[[ Material provided, beginning ]]

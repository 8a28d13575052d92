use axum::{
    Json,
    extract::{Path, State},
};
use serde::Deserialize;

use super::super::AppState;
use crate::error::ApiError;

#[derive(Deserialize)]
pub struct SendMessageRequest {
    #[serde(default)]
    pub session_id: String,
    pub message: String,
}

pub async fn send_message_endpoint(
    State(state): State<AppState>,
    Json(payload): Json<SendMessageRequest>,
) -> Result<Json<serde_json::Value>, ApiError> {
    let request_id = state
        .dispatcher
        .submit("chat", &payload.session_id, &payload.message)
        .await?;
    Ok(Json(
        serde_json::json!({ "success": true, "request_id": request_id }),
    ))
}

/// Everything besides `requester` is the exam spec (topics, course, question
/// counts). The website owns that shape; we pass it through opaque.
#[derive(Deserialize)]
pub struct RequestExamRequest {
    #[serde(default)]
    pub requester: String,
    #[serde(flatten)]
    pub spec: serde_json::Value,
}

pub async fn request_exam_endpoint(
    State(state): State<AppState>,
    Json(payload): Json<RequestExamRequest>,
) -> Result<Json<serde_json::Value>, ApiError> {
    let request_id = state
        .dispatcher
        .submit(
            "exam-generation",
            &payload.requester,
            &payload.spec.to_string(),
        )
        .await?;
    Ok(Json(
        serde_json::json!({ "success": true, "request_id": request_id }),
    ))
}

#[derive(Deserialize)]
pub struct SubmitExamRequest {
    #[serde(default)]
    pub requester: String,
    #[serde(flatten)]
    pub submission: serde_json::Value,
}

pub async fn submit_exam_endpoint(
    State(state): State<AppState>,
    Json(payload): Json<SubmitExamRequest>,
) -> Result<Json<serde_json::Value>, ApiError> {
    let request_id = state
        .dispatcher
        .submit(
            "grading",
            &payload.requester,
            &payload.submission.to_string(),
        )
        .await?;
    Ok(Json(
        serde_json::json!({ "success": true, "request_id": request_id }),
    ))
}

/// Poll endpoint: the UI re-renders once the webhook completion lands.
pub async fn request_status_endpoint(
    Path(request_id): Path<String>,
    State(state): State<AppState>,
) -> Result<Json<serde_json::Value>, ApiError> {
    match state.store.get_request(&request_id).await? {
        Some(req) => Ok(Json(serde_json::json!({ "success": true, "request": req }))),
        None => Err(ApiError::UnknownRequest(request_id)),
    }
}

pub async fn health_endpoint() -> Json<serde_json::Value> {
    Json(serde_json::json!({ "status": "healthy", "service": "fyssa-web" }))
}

[[ Material provided, end ]]

### Required work:
Look through the data and gather every line with the string "Path" in it.

### Response below:
    extract::{Path, State},
    Path(request_id): Path<String>,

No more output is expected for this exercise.